In February 1996, Schmidthuber delivered to his insurance agent an executed change-of-beneficiary form, naming the bank as beneficiary of his life insurance policy. The following language appears on the back of the change-of-beneficiary form:

Change of Beneficiary must be in written form satisfactory to the Company and signed by the Owner. The change will be effective as of the date of signing by the Owner, whether or not the Owner or Insured is living at the time of receipt at the Home Office of the Company; * * *.

Thus, any change of beneficiary would become effective as of the date of signing. Schmidthuber explained to his insurance agent that the change was intended to cover an indebtedness to the bank and stated that he would discuss the matter with his bank loan officer. Schmidthuber later told his insurance agent that the matter had been "handled."

In April 1996, Schmidthuber, among other things, assigned to the bank (to the extent of his indebtedness to the bank) his interest in the proceeds of a sale of St. Anthony's Wharf. Schmidthuber placed the assignment in a cabinet in his office.

In May 1996, New England sent the bank a release-of-assignment form, stating that upon its execution, the bank would release and disclaim its right to any assignment of Schmidthuber's whole life policy to the bank. Schmidthuber's loan officer placed the release in a file, to be executed when Schmidthuber satisfied his loan. Schmidthuber died the following month.

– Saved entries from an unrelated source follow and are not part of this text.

//! TOML configuration: primary scans, service rules and universal patterns.
//!
//! Every regex is compiled here so that a bad pattern fails the run before
//! any directory is created or command started.

use std::collections::BTreeMap;
use std::fs;
use std::path::{Path, PathBuf};

use regex::{Regex, RegexBuilder};
use serde::de::DeserializeOwned;
use serde::Deserialize;
use tracing::debug;

use crate::error::{ReconError, Result};
use crate::patterns::{Pattern, PatternDef};

pub const PORT_SCANS_FILE: &str = "port-scans.toml";
pub const SERVICE_SCANS_FILE: &str = "service-scans.toml";
pub const UNIVERSAL_PATTERNS_FILE: &str = "universal-patterns.toml";

/// Default config directory: `~/.config/host-recon`.
pub fn default_config_dir() -> Option<PathBuf> {
    dirs::home_dir().map(|h| h.join(".config").join("host-recon"))
}

// ---- raw file shapes ----

#[derive(Debug, Deserialize)]
struct RawPrimaryScan {
    command: String,
    #[serde(default)]
    pattern: Vec<PatternDef>,
}

/// scan type -> scan name -> sub-scan name -> definition
type RawPortScans = BTreeMap<String, BTreeMap<String, BTreeMap<String, RawPrimaryScan>>>;

#[derive(Debug, Deserialize)]
struct RawServiceScans {
    username_wordlist: String,
    password_wordlist: String,
    #[serde(flatten)]
    rules: BTreeMap<String, RawServiceRule>,
}

#[derive(Debug, Deserialize)]
struct RawServiceRule {
    #[serde(rename = "service-names")]
    service_names: Vec<String>,
    #[serde(default)]
    manual: Vec<ManualEntry>,
    #[serde(default)]
    scan: Vec<RawSubScan>,
}

#[derive(Debug, Deserialize)]
struct RawSubScan {
    #[serde(default)]
    name: Option<String>,
    command: String,
    #[serde(default)]
    pattern: Vec<PatternDef>,
}

// ---- compiled shapes ----

/// One scan: a command template and the patterns to look for in its output.
#[derive(Debug, Clone)]
pub struct ScanDefinition {
    pub name: String,
    pub command: String,
    pub patterns: Vec<Pattern>,
}

/// A human-actionable follow-up suggested for a matched service.
#[derive(Debug, Clone, Deserialize, PartialEq, Eq)]
pub struct ManualEntry {
    pub description: String,
    pub commands: Vec<String>,
}

/// Service-matching rule with its manual steps and secondary scans.
#[derive(Debug, Clone)]
pub struct ServiceRule {
    pub name: String,
    matcher: Regex,
    pub manual: Vec<ManualEntry>,
    pub scans: Vec<ScanDefinition>,
}

impl ServiceRule {
    /// Build a rule whose matcher is the alternation of `service_names`.
    pub fn new(
        name: impl Into<String>,
        service_names: &[String],
        manual: Vec<ManualEntry>,
        scans: Vec<ScanDefinition>,
    ) -> Result<Self> {
        let combined = format!("({})", service_names.join(")|("));
        let matcher = RegexBuilder::new(&combined)
            .case_insensitive(true)
            .build()
            .map_err(|e| ReconError::InvalidPattern {
                pattern: combined.clone(),
                message: e.to_string(),
            })?;
        Ok(Self {
            name: name.into(),
            matcher,
            manual,
            scans,
        })
    }

    /// Whether a discovered service name satisfies this rule.
    pub fn matches(&self, service_name: &str) -> bool {
        self.matcher.is_match(&service_name.to_lowercase())
    }
}

/// Service rules plus the wordlists exposed to their templates.
#[derive(Debug, Clone)]
pub struct ServiceScans {
    pub username_wordlist: String,
    pub password_wordlist: String,
    pub rules: Vec<ServiceRule>,
}

/// Everything a run needs from the configuration directory.
#[derive(Debug, Clone)]
pub struct ReconConfig {
    /// Primary scans of the selected scan type.
    pub primary: Vec<ScanDefinition>,
    pub services: ServiceScans,
    pub universal: Vec<Pattern>,
}

impl ReconConfig {
    /// Load and compile the three configuration files from `dir`, keeping
    /// only the primary scans of `scan_type`.
    pub fn load(dir: &Path, scan_type: &str) -> Result<Self> {
        let port_path = dir.join(PORT_SCANS_FILE);
        let service_path = dir.join(SERVICE_SCANS_FILE);
        let universal_path = dir.join(UNIVERSAL_PATTERNS_FILE);
        for path in [&port_path, &service_path, &universal_path] {
            if !path.is_file() {
                return Err(ReconError::ConfigurationMissing { path: path.clone() });
            }
        }

        let config = Self::from_toml(
            &read(&port_path)?,
            &read(&service_path)?,
            &read(&universal_path)?,
            scan_type,
        )?;
        debug!(
            dir = %dir.display(),
            primary = config.primary.len(),
            rules = config.services.rules.len(),
            universal = config.universal.len(),
            "configuration loaded"
        );
        Ok(config)
    }

    /// Parse configuration from TOML text.
    pub fn from_toml(
        port_scans: &str,
        service_scans: &str,
        universal_patterns: &str,
        scan_type: &str,
    ) -> Result<Self> {
        let mut ports: RawPortScans = parse(port_scans, PORT_SCANS_FILE)?;
        let services: RawServiceScans = parse(service_scans, SERVICE_SCANS_FILE)?;
        let universal: BTreeMap<String, PatternDef> =
            parse(universal_patterns, UNIVERSAL_PATTERNS_FILE)?;

        let available = ports.keys().cloned().collect::<Vec<_>>().join(", ");
        let group = ports
            .remove(scan_type)
            .ok_or_else(|| ReconError::UnknownScanType {
                scan_type: scan_type.to_string(),
                available,
            })?;

        let mut primary = Vec::new();
        for (scan_name, sub_scans) in group {
            for (sub_name, raw) in sub_scans {
                primary.push(ScanDefinition {
                    name: format!("{scan_name}.{sub_name}"),
                    command: raw.command,
                    patterns: Pattern::compile_all(&raw.pattern)?,
                });
            }
        }

        let mut rules = Vec::new();
        for (rule_name, raw) in services.rules {
            let scans = raw
                .scan
                .into_iter()
                .enumerate()
                .map(|(i, s)| -> Result<ScanDefinition> {
                    Ok(ScanDefinition {
                        name: s.name.unwrap_or_else(|| format!("{rule_name}.{i}")),
                        command: s.command,
                        patterns: Pattern::compile_all(&s.pattern)?,
                    })
                })
                .collect::<Result<Vec<_>>>()?;
            rules.push(ServiceRule::new(
                rule_name.clone(),
                &raw.service_names,
                raw.manual,
                scans,
            )?);
        }

        let universal = universal
            .values()
            .map(Pattern::compile)
            .collect::<Result<Vec<_>>>()?;

        Ok(Self {
            primary,
            services: ServiceScans {
                username_wordlist: services.username_wordlist,
                password_wordlist: services.password_wordlist,
                rules,
            },
            universal,
        })
    }
}

fn read(path: &Path) -> Result<String> {
    fs::read_to_string(path).map_err(|e| ReconError::ConfigParse {
        path: path.to_path_buf(),
        message: e.to_string(),
    })
}

fn parse<T: DeserializeOwned>(text: &str, file: &str) -> Result<T> {
    toml::from_str(text).map_err(|e| ReconError::ConfigParse {
        path: PathBuf::from(file),
        message: e.to_string(),
    })
}

#[cfg(test)]
mod tests {
    use super::*;
    use tempfile::TempDir;

    const PORTS: &str = r#"
        [default.nmap-quick.service-versions]
        command = "nmap {nmap_extra} -sV -oX {scandir}/xml/quick.xml {address}"

        [default.nmap-full.service-versions]
        command = "nmap {nmap_extra} -p- -sV -oX {scandir}/xml/full.xml {address}"

        [udp.nmap-top-20.service-versions]
        command = "nmap -sU --top-ports 20 -oX {scandir}/xml/udp.xml {address}"
        [[udp.nmap-top-20.service-versions.pattern]]
        description = "snmp open"
        pattern = "snmp"
    "#;

    const SERVICES: &str = r#"
        username_wordlist = "/usr/share/wordlists/users.txt"
        password_wordlist = "/usr/share/wordlists/passwords.txt"

        [http]
        service-names = ['^http', 'http-proxy']

        [[http.scan]]
        name = "whatweb"
        command = "whatweb {scheme}://{address}:{port} | tee {scandir}/{port}_whatweb.txt"
            [[http.scan.pattern]]
            description = "WordPress on {port}"
            pattern = "wordpress"

        [[http.manual]]
        description = "Directory brute force"
        commands = ["gobuster dir -u {scheme}://{address}:{port}/ -w {password_wordlist}"]

        [ssh]
        service-names = ['^ssh']
        [[ssh.manual]]
        description = "Brute force"
        commands = ["hydra -L {username_wordlist} -P {password_wordlist} ssh://{address}:{port}"]
    "#;

    const UNIVERSAL: &str = r#"
        [cve]
        description = "CVE reference: {match}"
        pattern = "cve-\\d{4}-\\d+"
    "#;

    #[test]
    fn parses_selected_scan_type() {
        let cfg = ReconConfig::from_toml(PORTS, SERVICES, UNIVERSAL, "default").unwrap();
        let names: Vec<_> = cfg.primary.iter().map(|s| s.name.as_str()).collect();
        assert_eq!(names, vec!["nmap-full.service-versions", "nmap-quick.service-versions"]);
        assert!(cfg.primary.iter().all(|s| s.patterns.is_empty()));

        let udp = ReconConfig::from_toml(PORTS, SERVICES, UNIVERSAL, "udp").unwrap();
        assert_eq!(udp.primary.len(), 1);
        assert_eq!(udp.primary[0].patterns.len(), 1);
    }

    #[test]
    fn unknown_scan_type_lists_available() {
        let err = ReconConfig::from_toml(PORTS, SERVICES, UNIVERSAL, "quick").unwrap_err();
        match err {
            ReconError::UnknownScanType { available, .. } => assert_eq!(available, "default, udp"),
            other => panic!("unexpected error: {other}"),
        }
    }

    #[test]
    fn parses_service_rules() {
        let cfg = ReconConfig::from_toml(PORTS, SERVICES, UNIVERSAL, "default").unwrap();
        assert_eq!(cfg.services.username_wordlist, "/usr/share/wordlists/users.txt");
        assert_eq!(cfg.services.rules.len(), 2);

        let http = &cfg.services.rules[0];
        assert_eq!(http.name, "http");
        assert_eq!(http.scans.len(), 1);
        assert_eq!(http.scans[0].name, "whatweb");
        assert_eq!(http.scans[0].patterns.len(), 1);
        assert_eq!(http.manual.len(), 1);

        assert!(http.matches("http"));
        assert!(http.matches("HTTP-Proxy"));
        assert!(!http.matches("ssh"));
        assert!(cfg.services.rules[1].matches("ssh"));
        assert_eq!(cfg.universal.len(), 1);
    }

    #[test]
    fn invalid_service_regex_is_fatal() {
        let services = r#"
            username_wordlist = "u"
            password_wordlist = "p"
            [broken]
            service-names = ['(http']
        "#;
        assert!(matches!(
            ReconConfig::from_toml(PORTS, services, UNIVERSAL, "default"),
            Err(ReconError::InvalidPattern { .. })
        ));
    }

    #[test]
    fn missing_file_is_reported() {
        let dir = TempDir::new().unwrap();
        std::fs::write(dir.path().join(PORT_SCANS_FILE), PORTS).unwrap();
        std::fs::write(dir.path().join(SERVICE_SCANS_FILE), SERVICES).unwrap();
        match ReconConfig::load(dir.path(), "default").unwrap_err() {
            ReconError::ConfigurationMissing { path } => {
                assert!(path.ends_with(UNIVERSAL_PATTERNS_FILE))
            }
            other => panic!("unexpected error: {other}"),
        }

        std::fs::write(dir.path().join(UNIVERSAL_PATTERNS_FILE), UNIVERSAL).unwrap();
        assert!(ReconConfig::load(dir.path(), "default").is_ok());
    }

    #[test]
    fn malformed_toml_is_parse_error() {
        assert!(matches!(
            ReconConfig::from_toml("[default", SERVICES, UNIVERSAL, "default"),
            Err(ReconError::ConfigParse { .. })
        ));
    }
}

Did the district court abuse its discretion by determining that Schmidthuber intended to name the bank as beneficiary of his life insurance policy?


An interpleader action is governed by equitable principles and rules. See Brajovich v. Metropolitan Life Ins. Co., 189 Minn. 123, 129, 248 N.W. 711, 714 (1933) (stating that interpleader action to determine who has superior right to insurance proceeds is action in equity); Brown v. Agin, 260 Minn. 104, 109, 109 N.W.2d 147, 150 (1961) (stating that equitable principles govern court's interpretation of change-of-beneficiary clause). In cases involving equitable relief, our standard of review is whether the district court abused its discretion. City of Cloquet v. Cloquet Sand & Gravel, Inc., 312 Minn. 277, 279, 251 N.W.2d 642, 644 (1977). Appellants' arguments do not persuade us that the district court abused its discretion when concluding that Schmidthuber clearly and unambiguously intended to name the bank as beneficiary of his life insurance policy.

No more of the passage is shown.